Table 10 Trigram with set intersection and tokenized but without filter POS 

Fq & Trigram LKH-R Chi-S PMI
2 ensure/VB customer/NN satisfaction/NN 223.51 41012.61 14.24
2 across/IN multiple/NN projects/NNS 208.22 69104.1 15.03
2 establish/VB best/JJS practice/NN 177.99 3266621.42 20.63
2 across/IN multiple/NN time/NN 176.72 92012.22 15.45
3 rewarding/VBG work/NN environment/NN 170.57 191825.61 15.96

It is important to note that we only defined the POS pattern at the beginning and at the end of the N-grams that means that in the middle of the N-grams could be any other N-grams with any POS tag.

5.5 Experiment 3

In the manual labeled corpus also called positive tags. The reason for the name positive tags is because one human expert labeled careful each keyword. The size of the labeled corpus is 50 job descriptions. For each job description file, there is another file with labels contained bigrams, trigrams, and quadrigrams with the next structure:

  • — BIGRAM: word1 word2,

  • — TRIGRAM: word1 word2 word3,

  • — QUADRIGRAM: word1 word2 word3 word4.

We discovered four hundred twenty-four patterns of which one hundred fourteen only have frequency 1, Seventy-three have frequency 2, thirty-four have frequency 3, twenty-three have frequency 4, nineteen have frequency 5, sixteen have frequency 6, twelve have frequency 7, nine have frequency 8 and nine have frequency nine. With previous numbers, we decided to remove patterns with frequency from 1 to 9.

Since if we take a range higher such as frequency from 1 to 15 the recall measure rapid decreases because above of frequency 9 there are many keywords that depend on it. In an opposite way, when is below of frequency 9 the recall measure rapid increase but the precision measure decrease and at the same time F-measure decrease.

In total were three hundred nine patterns removed. In addition, the proposed approach will have problems with the recall measure because eight hundred eighty-two tags do not exist in the results.

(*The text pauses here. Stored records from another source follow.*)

//! Immutable page raster shared between pipeline stages.

use image::{DynamicImage, GrayImage};
use std::fmt;
use std::sync::Arc;

/// One rasterised page.
///
/// Cloning is cheap (reference counted). Stages never mutate a `PageImage`;
/// they build a new one, so the original raster stays available for every
/// retry attempt.
///
/// The optional resolution travels with the pixels: a stage that resamples
/// the raster scales it, so engines always see the effective DPI.
#[derive(Clone)]
pub struct PageImage {
    pixels: Arc<DynamicImage>,
    dpi: Option<u32>,
}

impl PageImage {
    pub fn from_dynamic(image: DynamicImage) -> Self {
        Self {
            pixels: Arc::new(image),
            dpi: None,
        }
    }

    pub fn from_gray(image: GrayImage) -> Self {
        Self::from_dynamic(DynamicImage::ImageLuma8(image))
    }

    /// Attach the resolution the raster was rendered at.
    pub fn with_dpi(mut self, dpi: u32) -> Self {
        self.dpi = (dpi > 0).then_some(dpi);
        self
    }

    /// Effective resolution, if known.
    pub fn dpi(&self) -> Option<u32> {
        self.dpi
    }

    pub fn width(&self) -> u32 {
        self.pixels.width()
    }

    pub fn height(&self) -> u32 {
        self.pixels.height()
    }

    /// Whether the raster has no pixels at all.
    pub fn is_empty(&self) -> bool {
        self.width() == 0 || self.height() == 0
    }

    /// Whether the raster is already single-channel 8-bit.
    pub fn is_gray(&self) -> bool {
        matches!(*self.pixels, DynamicImage::ImageLuma8(_))
    }

    /// Single-channel copy of the raster (luma for colour input).
    pub fn to_gray(&self) -> GrayImage {
        match &*self.pixels {
            DynamicImage::ImageLuma8(g) => g.clone(),
            other => other.to_luma8(),
        }
    }

    pub fn as_dynamic(&self) -> &DynamicImage {
        &self.pixels
    }
}

impl From<DynamicImage> for PageImage {
    fn from(image: DynamicImage) -> Self {
        Self::from_dynamic(image)
    }
}

impl From<GrayImage> for PageImage {
    fn from(image: GrayImage) -> Self {
        Self::from_gray(image)
    }
}

impl fmt::Debug for PageImage {
    fn fmt(&self, f: &mut fmt::Formatter<'_>) -> fmt::Result {
        f.debug_struct("PageImage")
            .field("width", &self.width())
            .field("height", &self.height())
            .field("color", &self.pixels.color())
            .field("dpi", &self.dpi)
            .finish()
    }
}

#[cfg(test)]
mod tests {
    use super::*;
    use image::{Luma, Rgb, RgbImage};

    #[test]
    fn gray_passthrough_is_identical() {
        let g = GrayImage::from_pixel(4, 3, Luma([77]));
        let page = PageImage::from_gray(g.clone());
        assert!(page.is_gray());
        assert_eq!(page.to_gray(), g);
    }

    #[test]
    fn colour_input_converts_to_luma() {
        let rgb = RgbImage::from_pixel(2, 2, Rgb([255, 255, 255]));
        let page = PageImage::from_dynamic(DynamicImage::ImageRgb8(rgb));
        assert!(!page.is_gray());
        let g = page.to_gray();
        assert_eq!(g.dimensions(), (2, 2));
        assert_eq!(g.get_pixel(0, 0).0[0], 255);
    }

    #[test]
    fn clones_share_pixels() {
        let page = PageImage::from_gray(GrayImage::new(10, 10));
        let other = page.clone();
        assert!(std::ptr::eq(page.as_dynamic(), other.as_dynamic()));
        assert!(!page.is_empty());
    }

    #[test]
    fn dpi_is_optional_and_never_zero() {
        let page = PageImage::from_gray(GrayImage::new(4, 4));
        assert_eq!(page.dpi(), None);
        assert_eq!(page.clone().with_dpi(300).dpi(), Some(300));
        assert_eq!(page.with_dpi(0).dpi(), None);
    }
}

The main patterns results are in the Table 11 they frequency is between thirty-five and one thousand and they were the patterns that gave us good results for the next experiment. We can see the patterns diversity than we occupy in this research work to develop the automatic key extraction. In the first row appears one thousand times that is mean that is very important. Also, we can see that a lot of them start with NN, NNS, VBG or JJ. Also, the first three in the Table 11 gave us unnecessary keywords, for this case is like a balance the POS pattern gave us necessary and unnecessary keywords.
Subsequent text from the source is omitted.